Extraordinary People: The Man With Someone Else’s Face (five, 9pm); Restoration Revisited (BBC2, 9pm)

REMEMBER that film Face/Off in which John Travolta and Nicolas Cage’s characters swapped faces? One was an FBI man, the other was a terrorist.

Travolta was given Cage’s face – and vice-versa – so the good guy could infiltrate the bad guy’s gang to find out where he’d planted a bomb.

I was reminded of this while watching The Man With Someone Else’s Face. Terrorists and the FBI aren’t involved, but several men and several faces are.

Dr Guo Shuzhong is one of China’s most celebrated plastic surgeons with ambitions to perform the world’s first full face transplant. He’s already performed animal experiments and successfully achieved a rabbit face transplant.

By this time the scenario was sounding like a particularly nasty horror movie. So it’s a good thing we’re reminded that, in November 2005, Isabelle Dinoire had the world’s first partial face transplant.

Her life is now “virtually back to normal”

although she gets recognised in the street, which must be odd if you’re not wearing your own face.

She’s the right type of patient, as her surgeon puts it, because she lives near the hospital and goes for regular checkups and psychological support.

Dr Guo Shuzhong has picked the wrong type of patient – a man from a remote part of Yunnan province who was attacked by a black bear.

For the first time, 30-year-old Li leaves his village for the big city and the prospect of a partial face transplant. He’s asked if he’s worried that the donor face is from a dead person. “If he was afraid of ghosts it would be a problem,” says his doctor. His patient is satisfied after being told it’s like using old clothes to repair damaged clothing.

The operation goes well. Li spends 14 months in hospital, but tires of city life and, against medical advice, returns to his family in his remote home. The doctor tries to dissuade him because he needs lifelong care and the drugs he must take can have serious side effects.

Sure enough, two years after the operation news comes that Li’s face is being rejected. He is literally losing face. Photographs confirm this. But he refuses to return to the hospital.

Dr Guo journeys to see him and is shocked by what he sees. “Oh my God, what happened to you?,” he asks on seeing his patient, who’s refusing to take his life-saving drugs and has lost a lot of weight.

This is bad news, too, for the surgeon’s plan to perform the world’s first full face transplant on a 36-year-old engineer, He, who was badly burnt in a fire.

Some idea of his look can be gauged from hearing his son report that, when they were in the park, another terrified child hid behind his mother and shouted “monster”.

Now he must wait for the operation while hospital authorities decide if, in the light of Li’s troubles, they will allow Dr Guo to proceed with his full face transplant.

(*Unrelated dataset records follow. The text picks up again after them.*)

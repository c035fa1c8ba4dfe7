// Copyright (c) 2025 Fabstir
// SPDX-License-Identifier: BUSL-1.1
//! End-to-end detection pipeline
//!
//! load -> fingerprint -> result cache -> inference -> mode post-processing
//! -> translation -> speech -> store. Only image loading, mode selection and
//! inference can fail a request; the later stages degrade in place.

use anyhow::Context;
use futures::future::join_all;
use image::DynamicImage;
use std::collections::BTreeMap;
use std::path::PathBuf;
use std::sync::Arc;
use std::time::{Duration, Instant};
use tracing::{debug, info, info_span, warn, Instrument};
use uuid::Uuid;

use super::types::{DetectionError, DetectionRequest, DetectionStage, ImageInput};
use crate::cache::{CacheError, CacheStats, ResultCache};
use crate::config::DaraConfig;
use crate::modes::{
    descriptors, fallback_output, handler_for, DetectionResult, Language, Mode, ModeDescriptor,
};
use crate::services::{
    AudioCache, EspeakSynthesizer, LibreTranslateClient, Translated, TranslationCache, Translator,
};
use crate::vision::{fingerprint, resize_smart, InferenceBackend, InferenceError, VlmClient};

const DEFAULT_INFERENCE_TIMEOUT: Duration = Duration::from_secs(120);
const DEFAULT_TRANSLATION_TIMEOUT: Duration = Duration::from_secs(5);
const DEFAULT_MAX_IMAGE_SIZE: u32 = 1024;

/// Orchestrates detections; owns every cache for its lifetime
pub struct Detector {
    backend: Arc<dyn InferenceBackend>,
    backend_name: String,
    results: Option<ResultCache>,
    translations: TranslationCache,
    audio: Option<AudioCache>,
    inference_timeout: Duration,
    max_image_size: u32,
}

impl Detector {
    /// Detector with an in-memory result cache and no translation or speech
    pub fn new(backend: Arc<dyn InferenceBackend>) -> Self {
        let backend_name = backend.name();
        Self {
            backend,
            backend_name,
            results: Some(ResultCache::new(100, None)),
            translations: TranslationCache::new(None, 500, DEFAULT_TRANSLATION_TIMEOUT),
            audio: None,
            inference_timeout: DEFAULT_INFERENCE_TIMEOUT,
            max_image_size: DEFAULT_MAX_IMAGE_SIZE,
        }
    }

    /// Replace the result cache; `None` disables result caching
    pub fn with_result_cache(mut self, cache: Option<ResultCache>) -> Self {
        self.results = cache;
        self
    }

    pub fn with_translations(mut self, translations: TranslationCache) -> Self {
        self.translations = translations;
        self
    }

    pub fn with_translator(self, translator: Arc<dyn Translator>) -> Self {
        self.with_translations(TranslationCache::new(
            Some(translator),
            500,
            DEFAULT_TRANSLATION_TIMEOUT,
        ))
    }

    pub fn with_audio(mut self, audio: AudioCache) -> Self {
        self.audio = Some(audio);
        self
    }

    pub fn with_inference_timeout(mut self, timeout: Duration) -> Self {
        self.inference_timeout = timeout;
        self
    }

    pub fn with_max_image_size(mut self, max_image_size: u32) -> Self {
        self.max_image_size = max_image_size;
        self
    }

    /// Wire the VLM client, translator, speech engine and caches from configuration
    pub fn from_config(config: &DaraConfig) -> anyhow::Result<Self> {
        config.validate()?;

        let backend = VlmClient::new(
            &config.inference.vlm_endpoint,
            &config.inference.vlm_model,
            config.inference.max_tokens,
            config.inference_timeout(),
        )
        .context("Failed to create VLM client")?;

        let results = config.cache.enabled.then(|| match &config.cache.persist_path {
            Some(path) => ResultCache::with_persistence(
                config.cache.result_cache_size,
                config.result_ttl(),
                path.clone(),
            ),
            None => ResultCache::new(config.cache.result_cache_size, config.result_ttl()),
        });

        let translator: Option<Arc<dyn Translator>> = match &config.translation.endpoint {
            Some(endpoint) => Some(Arc::new(
                LibreTranslateClient::new(
                    endpoint,
                    config.translation.api_key.clone(),
                    config.translation_timeout(),
                )
                .context("Failed to create translation client")?,
            )),
            None => {
                info!("No translation endpoint configured, results stay in English");
                None
            }
        };

        let mut detector = Self::new(Arc::new(backend))
            .with_result_cache(results)
            .with_translations(TranslationCache::new(
                translator,
                config.cache.translation_cache_size,
                config.translation_timeout(),
            ))
            .with_inference_timeout(config.inference_timeout())
            .with_max_image_size(config.inference.max_image_size);

        if config.tts.enabled {
            let synthesizer = EspeakSynthesizer::new(&config.tts.engine_binary, config.tts.rate);
            detector = detector.with_audio(AudioCache::new(
                Arc::new(synthesizer),
                config.tts.cache_dir.clone(),
                config.cache.audio_cache_size,
                config.tts.max_workers,
            ));
        }

        Ok(detector)
    }

    /// Run one detection
    pub async fn detect(&self, request: DetectionRequest) -> Result<DetectionResult, DetectionError> {
        let span = info_span!(
            "detect",
            request_id = %Uuid::new_v4(),
            mode = %request.mode,
            language = %request.language
        );

        async {
            debug!(stage = %DetectionStage::Idle, "detection started");
            let image = request.image.load().map_err(|e| self.failed(e.into()))?;
            debug!(stage = %DetectionStage::Loaded, "image loaded");

            let fp = fingerprint(&image);
            self.run(
                &image,
                &fp,
                request.mode,
                request.language,
                request.generate_audio,
            )
            .await
            .map_err(|e| self.failed(e))
        }
        .instrument(span)
        .await
    }

    /// Run one detection with the mode given as text
    ///
    /// An unknown mode is rejected before the image is touched.
    pub async fn detect_str(
        &self,
        image: ImageInput,
        mode: &str,
        language: Language,
        generate_audio: bool,
    ) -> Result<DetectionResult, DetectionError> {
        let mode: Mode = mode
            .parse()
            .map_err(|_| self.failed(DetectionError::invalid_mode(mode)))?;
        self.detect(
            DetectionRequest::new(image, mode)
                .language(language)
                .with_audio(generate_audio),
        )
        .await
    }

    /// Run every mode on one image concurrently, without audio
    ///
    /// The image is loaded once; a failing mode is reported in place.
    pub async fn detect_all(
        &self,
        image: ImageInput,
        language: Language,
    ) -> Result<BTreeMap<Mode, Result<DetectionResult, String>>, DetectionError> {
        let image = image.load().map_err(|e| self.failed(e.into()))?;
        let fp = fingerprint(&image);

        let runs = Mode::ALL.iter().map(|mode| {
            let image = &image;
            let fp = &fp;
            let span = info_span!("detect", request_id = %Uuid::new_v4(), mode = %mode);
            async move {
                let outcome = self
                    .run(image, fp, *mode, language, false)
                    .await
                    .map_err(|e| self.failed(e).to_string());
                (*mode, outcome)
            }
            .instrument(span)
        });

        Ok(join_all(runs).await.into_iter().collect())
    }

    pub fn available_modes(&self) -> Vec<ModeDescriptor> {
        descriptors()
    }

    /// Empty the result and translation caches, returning how many results were dropped
    pub fn clear_cache(&self) -> usize {
        let translations = self.translations.clear();
        let results = self.results.as_ref().map(|c| c.clear()).unwrap_or(0);
        info!(results, translations, "caches cleared");
        results
    }

    pub fn cache_stats(&self) -> CacheStats {
        self.results
            .as_ref()
            .map(|c| c.stats())
            .unwrap_or_default()
    }

    /// Save the result cache to disk when persistence is configured
    pub fn persist(&self) -> Result<usize, CacheError> {
        match &self.results {
            Some(cache) => cache.persist(),
            None => Ok(0),
        }
    }

    fn failed(&self, error: DetectionError) -> DetectionError {
        warn!(stage = %DetectionStage::Failed(error.kind()), error = %error, "detection failed");
        error
    }

    async fn run(
        &self,
        image: &DynamicImage,
        fp: &str,
        mode: Mode,
        language: Language,
        generate_audio: bool,
    ) -> Result<DetectionResult, DetectionError> {
        let started = Instant::now();
        let key = ResultCache::key(fp, mode, language);

        if let Some(cache) = &self.results {
            let cached = cache.get(&key);
            debug!(stage = %DetectionStage::CacheChecked, hit = cached.is_some());
            if let Some(mut result) = cached {
                debug!(stage = %DetectionStage::CacheHit, "serving cached result");
                result.audio = match (generate_audio, result.audio.take()) {
                    (false, _) => None,
                    (true, Some(path)) => Some(path),
                    (true, None) => self.synthesize(&result.text, language).await,
                };
                return Ok(result);
            }
        }
        debug!(stage = %DetectionStage::CacheMiss, "running inference");

        let handler = handler_for(mode);
        let prepared = resize_smart(image.clone(), self.max_image_size);
        let raw = self.infer(&prepared, handler.prompt()).await?;
        debug!(stage = %DetectionStage::Inferred, chars = raw.len());

        let (output, post_processed) = match handler.process(&raw, language) {
            Ok(output) => (output, true),
            Err(e) => {
                warn!(error = %e, "post-processing failed, returning raw output");
                (fallback_output(&raw, &e), false)
            }
        };
        debug!(stage = %DetectionStage::PostProcessed, confidence = output.confidence);

        let translated = if output.translatable && !language.is_default() {
            self.translations
                .translate_or_original(&output.text, language)
                .await
        } else {
            Translated {
                text: output.text.clone(),
                degraded: false,
            }
        };
        debug!(stage = %DetectionStage::Translated, degraded = translated.degraded);

        let audio = if generate_audio {
            self.synthesize(&translated.text, language).await
        } else {
            None
        };
        debug!(stage = %DetectionStage::Synthesized, audio = audio.is_some());

        let result = output.into_result(mode, language, translated.text, audio);

        // A missing audio file is the only gap a stored result may have
        match &self.results {
            Some(cache) if post_processed && !translated.degraded => {
                cache.set(&key, result.clone());
                debug!(stage = %DetectionStage::Stored);
            }
            Some(_) => debug!("degraded result not cached"),
            None => {}
        }

        info!(
            stage = %DetectionStage::Done,
            elapsed_ms = started.elapsed().as_millis() as u64,
            confidence = result.confidence,
            "detection complete"
        );
        Ok(result)
    }

    async fn infer(&self, image: &DynamicImage, prompt: &str) -> Result<String, DetectionError> {
        let started = Instant::now();
        let outcome =
            tokio::time::timeout(self.inference_timeout, self.backend.infer(image, prompt)).await;
        let elapsed_ms = started.elapsed().as_millis() as u64;

        match outcome {
            Ok(Ok(raw)) => {
                debug!(backend = %self.backend_name, prompt, elapsed_ms, "inference complete");
                Ok(raw)
            }
            Ok(Err(e)) => Err(e.into()),
            Err(_) => Err(InferenceError::Timeout(self.inference_timeout).into()),
        }
    }

    async fn synthesize(&self, text: &str, language: Language) -> Option<PathBuf> {
        let audio = self.audio.as_ref()?;
        match audio.get_or_synthesize(text, language).await {
            Ok(path) => Some(path),
            Err(e) => {
                warn!(error = %e, "speech synthesis failed, result has no audio");
                None
            }
        }
    }
}
// Copyright (c) 2025 Fabstir
// SPDX-License-Identifier: BUSL-1.1
//! Bounded LRU store shared by the result, translation and audio caches

use lru::LruCache;
use serde::de::DeserializeOwned;
use serde::Serialize;
use std::collections::BTreeMap;
use std::io::Write;
use std::num::NonZeroUsize;
use std::path::Path;
use std::sync::{Mutex, MutexGuard};
use std::time::Duration;
use tempfile::NamedTempFile;
use tracing::{debug, info};

use super::types::{CacheEntry, CacheError, CacheStats, PersistedEntry};

struct Inner<V> {
    entries: LruCache<String, CacheEntry<V>>,
    hits: u64,
    misses: u64,
    evictions: u64,
}

/// Thread-safe LRU cache with optional TTL
///
/// Only the map mutation is serialized; callers never hold the lock across
/// an await point.
pub struct BoundedCache<V> {
    name: &'static str,
    inner: Mutex<Inner<V>>,
    maxsize: NonZeroUsize,
    ttl: Option<Duration>,
}

impl<V: Clone> BoundedCache<V> {
    /// `maxsize` of zero is treated as one
    pub fn new(name: &'static str, maxsize: usize, ttl: Option<Duration>) -> Self {
        let maxsize = NonZeroUsize::new(maxsize).unwrap_or(NonZeroUsize::MIN);
        Self {
            name,
            inner: Mutex::new(Inner {
                entries: LruCache::new(maxsize),
                hits: 0,
                misses: 0,
                evictions: 0,
            }),
            maxsize,
            ttl,
        }
    }

    fn lock(&self) -> MutexGuard<'_, Inner<V>> {
        self.inner.lock().unwrap_or_else(|poisoned| poisoned.into_inner())
    }

    pub fn get(&self, key: &str) -> Option<V> {
        let mut inner = self.lock();

        let ttl = self.ttl;
        let expired = inner
            .entries
            .get_mut(key)
            .map(|entry| ttl.map(|ttl| entry.is_expired(ttl)).unwrap_or(false));

        let Some(expired) = expired else {
            inner.misses += 1;
            return None;
        };

        if expired {
            inner.entries.pop(key);
            inner.misses += 1;
            debug!(cache = self.name, "entry expired");
            return None;
        }

        let value = inner.entries.get_mut(key).map(|entry| {
            entry.touch();
            entry.value.clone()
        });
        inner.hits += 1;
        value
    }

    /// Insert or overwrite, evicting the least recently used entry when full
    pub fn set(&self, key: impl Into<String>, value: V) {
        let key = key.into();
        let mut inner = self.lock();

        if !inner.entries.contains(&key) && inner.entries.len() >= self.maxsize.get() {
            if let Some((evicted, _)) = inner.entries.pop_lru() {
                inner.evictions += 1;
                debug!(cache = self.name, key = %evicted, "evicted least recently used entry");
            }
        }

        inner.entries.put(key.clone(), CacheEntry::new(key, value));
    }

    /// Presence check that neither refreshes recency nor counts as a lookup
    pub fn contains(&self, key: &str) -> bool {
        self.lock().entries.contains(key)
    }

    /// Remove every entry, returning how many were dropped
    pub fn clear(&self) -> usize {
        let mut inner = self.lock();
        let removed = inner.entries.len();
        inner.entries.clear();
        removed
    }

    pub fn len(&self) -> usize {
        self.lock().entries.len()
    }

    pub fn is_empty(&self) -> bool {
        self.len() == 0
    }

    pub fn stats(&self) -> CacheStats {
        let inner = self.lock();
        CacheStats {
            hits: inner.hits,
            misses: inner.misses,
            evictions: inner.evictions,
            size: inner.entries.len(),
            maxsize: self.maxsize.get(),
            hit_rate: CacheStats::compute_hit_rate(inner.hits, inner.misses),
        }
    }
}

impl<V: Clone + Serialize + DeserializeOwned> BoundedCache<V> {
    /// Write every entry to `path` as a JSON map of key to `{value, timestamp}`
    ///
    /// The file is replaced atomically.
    pub fn save_to(&self, path: &Path) -> Result<usize, CacheError> {
        let snapshot: BTreeMap<String, PersistedEntry<V>> = {
            let inner = self.lock();
            inner
                .entries
                .iter()
                .map(|(key, entry)| {
                    (
                        key.clone(),
                        PersistedEntry {
                            value: entry.value.clone(),
                            timestamp: entry.created_at,
                        },
                    )
                })
                .collect()
        };

        let io_err = |source| CacheError::Io {
            path: path.to_path_buf(),
            source,
        };

        let dir = match path.parent() {
            Some(dir) if !dir.as_os_str().is_empty() => dir,
            _ => Path::new("."),
        };
        std::fs::create_dir_all(dir).map_err(io_err)?;

        let mut file = NamedTempFile::new_in(dir).map_err(io_err)?;
        let json = serde_json::to_vec(&snapshot)?;
        file.write_all(&json).map_err(io_err)?;
        file.persist(path).map_err(|e| io_err(e.error))?;

        info!(cache = self.name, entries = snapshot.len(), path = %path.display(), "cache persisted");
        Ok(snapshot.len())
    }

    /// Load entries saved by [`save_to`](Self::save_to), skipping those past the TTL
    ///
    /// A missing file is not an error.
    pub fn load_from(&self, path: &Path) -> Result<usize, CacheError> {
        let data = match std::fs::read(path) {
            Ok(data) => data,
            Err(e) if e.kind() == std::io::ErrorKind::NotFound => return Ok(0),
            Err(source) => {
                return Err(CacheError::Io {
                    path: path.to_path_buf(),
                    source,
                })
            }
        };

        let persisted: BTreeMap<String, PersistedEntry<V>> = serde_json::from_slice(&data)?;

        let mut restored: Vec<CacheEntry<V>> = persisted
            .into_iter()
            .map(|(key, p)| {
                let mut entry = CacheEntry::new(key, p.value);
                entry.created_at = p.timestamp;
                entry.last_access = p.timestamp;
                entry
            })
            .filter(|entry| !self.ttl.map(|ttl| entry.is_expired(ttl)).unwrap_or(false))
            .collect();
        restored.sort_by_key(|entry| entry.created_at);

        let mut inner = self.lock();
        for entry in restored {
            inner.entries.push(entry.key.clone(), entry);
        }
        let loaded = inner.entries.len();

        info!(cache = self.name, entries = loaded, path = %path.display(), "cache loaded");
        Ok(loaded)
    }
}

In the meantime, we can debate the moral and ethical questions that such transplants raise.

WILL we ever be able to look at Griff Rhys Jones in the same light after his two-part film last year, On Anger, in which he showed himself a very angry not-so-young man? Not so much grumpy as furious.

Hopefully, he’ll keep his feelings in check in Restoration Revisited, as he gets passionate about old architecture. He looks back at some of the buildings which have featured in the series, which debuted in 2003.

It saw Jones spotlighting the plight of some of this country’s finest buildings which were facing ruin because of a lack of money to maintain them.

The presenter returned in 2005 to give a much-needed update on how the refurbishment of the victorious buildings was progressing (or, in some cases, wasn’t), before jogging our memories about other important landmarks under threat.

Here, Jones is back to urge us to keep an eye on the sometimes hidden architectural glories surrounding us, as well as lifting the lid on what has happened to the winning properties in the past three years.